Timothy P. Boyle (born 1949) is an American billionaire, and the president and CEO of Columbia Sportswear.

According to Forbes, his estimated net worth was US$2.0 billion in November 2022.

Early life
Boyle was born and raised in Portland, Oregon. He is one of three children of Joseph Cornelius "Neal" Boyle, an Irish Catholic, and Gertrude Lamfrom. His mother was Jewish and fled as a teenager from Nazi Germany. She immigrated to Portland, Oregon, and converted to Catholicism after marrying her husband. He has two sisters: Kathy Boyle (born 1952) and Sally Boyle (born 1958).

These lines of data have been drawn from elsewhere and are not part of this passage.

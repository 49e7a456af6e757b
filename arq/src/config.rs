//! Transfer configuration

use crate::error::TransferError;
use arq_io::DEFAULT_RETRANSMIT_TIMEOUT;
use arq_protocol::{ArqMode, MAX_PAYLOAD_SIZE};
use std::time::Duration;

/// How long a receiver keeps answering retransmitted frames after completion
pub const DEFAULT_LINGER: Duration = Duration::from_millis(300);

/// Parameters shared by the sending and receiving side of one transfer
#[derive(Debug, Clone, Copy, PartialEq, Eq)]
pub struct TransferConfig {
    /// ARQ discipline (and window size for Go-Back-N)
    pub mode: ArqMode,
    /// Payload bytes per frame (1..=124)
    pub chunk_size: usize,
    /// Retransmission period of the sender
    pub retransmit_timeout: Duration,
    /// Receiver quiet period after the final frame; zero disables it
    pub linger: Duration,
}

impl Default for TransferConfig {
    fn default() -> Self {
        TransferConfig {
            mode: ArqMode::default(),
            chunk_size: MAX_PAYLOAD_SIZE,
            retransmit_timeout: DEFAULT_RETRANSMIT_TIMEOUT,
            linger: DEFAULT_LINGER,
        }
    }
}

impl TransferConfig {
    /// Default configuration in stop-and-wait mode
    pub fn stop_and_wait() -> Self {
        TransferConfig {
            mode: ArqMode::StopAndWait,
            ..Default::default()
        }
    }

    /// Default configuration in Go-Back-N mode with the given window
    pub fn go_back_n(window_size: usize) -> Result<Self, TransferError> {
        let mode = ArqMode::go_back_n(window_size)
            .map_err(|e| TransferError::Config(e.to_string()))?;
        Ok(TransferConfig {
            mode,
            ..Default::default()
        })
    }

    pub fn with_mode(mut self, mode: ArqMode) -> Self {
        self.mode = mode;
        self
    }

    pub fn with_chunk_size(mut self, chunk_size: usize) -> Self {
        self.chunk_size = chunk_size;
        self
    }

    pub fn with_retransmit_timeout(mut self, timeout: Duration) -> Self {
        self.retransmit_timeout = timeout;
        self
    }

    pub fn with_linger(mut self, linger: Duration) -> Self {
        self.linger = linger;
        self
    }

    /// Check the configuration before a session starts
    pub fn validate(&self) -> Result<(), TransferError> {
        self.mode
            .validate()
            .map_err(|e| TransferError::Config(e.to_string()))?;

        if self.chunk_size == 0 || self.chunk_size > MAX_PAYLOAD_SIZE {
            return Err(TransferError::Config(format!(
                "chunk_size must be between 1 and {}, got {}",
                MAX_PAYLOAD_SIZE, self.chunk_size
            )));
        }

        if self.retransmit_timeout.is_zero() {
            return Err(TransferError::Config(
                "retransmit_timeout must be greater than zero".to_string(),
            ));
        }

        Ok(())
    }
}
//! Receiving side of a transfer
//!
//! Single-threaded: each datagram is validated, offered to the loss policy,
//! then to the delivery state machine, and the resulting ack is sent before
//! the next receive. After the final frame the session lingers briefly so a
//! sender whose last ack was lost still hears it again.

use crate::config::TransferConfig;
use crate::error::Result;
use crate::report::TransferReport;
use arq_io::{Channel, ChannelError};
use arq_protocol::frame;
use arq_protocol::{LossPolicy, NoLoss, ReceiveAction, Receiver, MAX_FRAME_SIZE};
use std::io::Write;
use std::sync::Arc;
use std::time::Instant;

/// Receives one byte stream from the peer of `channel`
pub struct ReceiverSession<C: Channel> {
    channel: Arc<C>,
    config: TransferConfig,
    loss: Box<dyn LossPolicy>,
}

impl<C: Channel> ReceiverSession<C> {
    pub fn new(channel: Arc<C>, config: TransferConfig) -> Self {
        ReceiverSession {
            channel,
            config,
            loss: Box::new(NoLoss),
        }
    }

    /// Drop valid frames as decided by `policy` (for exercising retransmission)
    pub fn with_loss_policy(mut self, policy: impl LossPolicy + 'static) -> Self {
        self.loss = Box::new(policy);
        self
    }

    pub fn config(&self) -> &TransferConfig {
        &self.config
    }

    /// Write every delivered payload to `writer` until the end-of-transmission
    /// frame is accepted, then flush it
    ///
    /// The channel is closed when this returns, successfully or not.
    pub fn receive<W: Write>(mut self, mut writer: W) -> Result<TransferReport> {
        let mut report = TransferReport::default();
        let result = self.run(&mut writer, &mut report);
        self.channel.close();
        result?;
        Ok(report)
    }

    fn run<W: Write>(&mut self, writer: &mut W, report: &mut TransferReport) -> Result<()> {
        self.config.validate()?;

        let mut receiver = Receiver::new(self.config.mode);
        let mut buf = [0u8; MAX_FRAME_SIZE + 1];
        let mut started: Option<Instant> = None;

        tracing::info!(mode = %self.config.mode, "waiting for transfer");

        while !receiver.is_complete() {
            let (n, from) = self.channel.recv(&mut buf)?;
            let frame = match frame::decode(&buf[..n]) {
                Ok(frame) => frame,
                Err(e) => {
                    tracing::debug!(%from, error = %e, "discarding corrupt frame");
                    report.discarded += 1;
                    continue;
                }
            };
            started.get_or_insert_with(Instant::now);

            if self.loss.should_drop() {
                tracing::debug!(seq = %frame.seq, "simulated loss, dropping frame");
                report.dropped += 1;
                continue;
            }

            match receiver.on_frame(frame) {
                ReceiveAction::Deliver { payload, ack, .. } => {
                    writer.write_all(&payload)?;
                    report.bytes += payload.len() as u64;
                    report.frames += 1;
                    self.channel.send(&ack)?;
                }
                ReceiveAction::Reack { seq, ack } => {
                    tracing::debug!(%seq, "duplicate or out-of-order frame, re-acking");
                    report.duplicates += 1;
                    self.channel.send(&ack)?;
                }
                ReceiveAction::Discard(_) => report.discarded += 1,
            }
        }

        writer.flush()?;
        if let Some(started) = started {
            report.duration = started.elapsed();
        }

        tracing::info!(
            bytes = report.bytes,
            frames = report.frames,
            duplicates = report.duplicates,
            dropped = report.dropped,
            elapsed_ms = report.duration.as_millis() as u64,
            "transfer complete"
        );

        self.linger(&mut receiver, &mut buf, report)
    }

    /// Re-ack anything that arrives until the line has been quiet for the
    /// configured linger period
    fn linger(
        &self,
        receiver: &mut Receiver,
        buf: &mut [u8],
        report: &mut TransferReport,
    ) -> Result<()> {
        if self.config.linger.is_zero() {
            return Ok(());
        }

        loop {
            let n = match self.channel.recv_timeout(buf, self.config.linger) {
                Ok(Some((n, _))) => n,
                Ok(None) => break,
                // The sender hung up first; nothing left to answer
                Err(ChannelError::Closed) => break,
                Err(e) => return Err(e.into()),
            };
            if let ReceiveAction::Reack { seq, ack } = receiver.on_datagram(&buf[..n]) {
                tracing::debug!(%seq, "re-acking frame after completion");
                report.duplicates += 1;
                self.channel.send(&ack)?;
            }
        }
        Ok(())
    }
}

His grandfather purchased the Rosenfeld Hat Company and changed its name to the Columbia Hat Company (after the river). His father became president of Columbia Hat after his grandfather died and then diversified the hat business into outerwear for hunters, fishermen, and skiers. In 1960, his mother designed the first fishing vest (his father was an avid fisherman) and the name of the company was changed to Columbia Sportswear.

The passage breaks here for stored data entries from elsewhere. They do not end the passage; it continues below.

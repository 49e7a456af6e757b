//! ARQ Sender - reliable file transfer over UDP
//!
//! Sends one file to an `arq-recv` peer using stop-and-wait or Go-Back-N.

use anyhow::Context;
use arq::{SenderSession, UdpChannel};
use arq_cli::{init_logging, local_bind_addr, print_send_summary, resolve_peer, Config, ModeName};
use clap::Parser;
use std::fs::File;
use std::io::BufReader;
use std::path::PathBuf;
use std::sync::Arc;

#[derive(Parser, Debug)]
#[command(name = "arq-send")]
#[command(about = "Send a file over UDP with stop-and-wait or Go-Back-N ARQ", long_about = None)]
struct Args {
    /// Host address of the receiver
    host: String,

    /// UDP port the receiver takes data on
    peer_port: u16,

    /// Local UDP port acks are received on
    local_port: u16,

    /// File to transfer
    file: PathBuf,

    /// Go-Back-N window size (1-127)
    #[arg(short, long)]
    window: Option<usize>,

    /// ARQ discipline
    #[arg(short, long, value_enum)]
    mode: Option<ModeName>,

    /// Retransmission timeout in milliseconds
    #[arg(short, long)]
    timeout_ms: Option<u64>,

    /// TOML configuration file ([sender] section)
    #[arg(short, long)]
    config: Option<PathBuf>,

    /// Verbose output
    #[arg(short, long)]
    verbose: bool,
}

fn main() -> anyhow::Result<()> {
    let args = Args::parse();
    init_logging(args.verbose);

    let mut settings = Config::load_optional(args.config.as_ref())
        .context("failed to load configuration")?
        .sender
        .unwrap_or_default();
    if let Some(mode) = args.mode {
        settings.mode = mode;
    }
    if let Some(window) = args.window {
        settings.window = window;
    }
    if let Some(timeout_ms) = args.timeout_ms {
        settings.timeout_ms = timeout_ms;
    }
    let config = settings.transfer_config()?;

    let file = File::open(&args.file)
        .with_context(|| format!("failed to open {}", args.file.display()))?;

    let peer = resolve_peer(&args.host, args.peer_port)?;
    let local = local_bind_addr(peer, args.local_port);
    let channel = UdpChannel::bind(local, peer)
        .with_context(|| format!("failed to bind {}", local))?;

    tracing::info!(%local, %peer, file = %args.file.display(), mode = %config.mode, "ARQ sender starting");

    let report = SenderSession::new(Arc::new(channel), config).send(BufReader::new(file))?;

    print_send_summary(&args.file, config.retransmit_timeout, config.mode, &report);
    Ok(())
}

Boyle was educated at Jesuit High School, in Beaverton, Oregon, just outside Portland, followed by the University of Oregon, where he earned a bachelor's degree in journalism in 1971.

Career
Boyle was still at university when his father died in 1970 at the age of 47. He left to join his mother, who had become president of Columbia Hat, which was then earning $800,000 in annual sales and had 40 employees. The company struggled and teetered on bankruptcy until in the 1970s when Boyle and his mother refocused the business on outdoor clothing and casual wear which paralleled a general trend away from formal work attire. In 1975, they were the first company to introduce Gore-Tex parkas.

In 1986, Columbia released the Bugaboo, a jacket with a zip out lining which became quite trendy and further propelled the company's growth. Columbia was unique among specialty clothing manufacturers in that it would sell its products to any retail shop or chain. In 1987, Columbia had $18.8 million in sales and by 1997 it had grown to $353.5 million. Boyle took over from his mother, Gert, as company president in 1988.

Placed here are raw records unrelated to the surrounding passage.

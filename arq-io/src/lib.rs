//! ARQ I/O and Platform Abstraction
//!
//! This crate provides the datagram channels the transfer sessions run over
//! (a UDP socket and an in-memory pair with fault injection) and the
//! retransmission timer.

pub mod channel;
pub mod memory;
pub mod socket;
pub mod timer;

pub use channel::{Channel, ChannelError};
pub use memory::{FaultAction, LinkFault, MemoryChannel};
pub use socket::UdpChannel;
pub use timer::{RetransmitTimer, DEFAULT_RETRANSMIT_TIMEOUT};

The company went public in 1998. In the early 2010s, Boyle refocused Columbia away from top line products and more towards the mid-range, moderately priced products; he also continued to align sales with changes happening in the retail industry, shifting the company more toward internet sales. 
 
Columbia grew into a $6.5bn public company, and Boyle's 41% ownership interest in Columbia Sportswear was worth over $1.0 billion in 2013.

In 2020, Forbes ranked Boyle No. 378 on the Forbes 400 list of the richest people in America.

Personal life
Boyle and his wife Mary have a son, educated at Drake University in Des Moines, and a daughter, educated at the University of Washington. They live in Portland, Oregon.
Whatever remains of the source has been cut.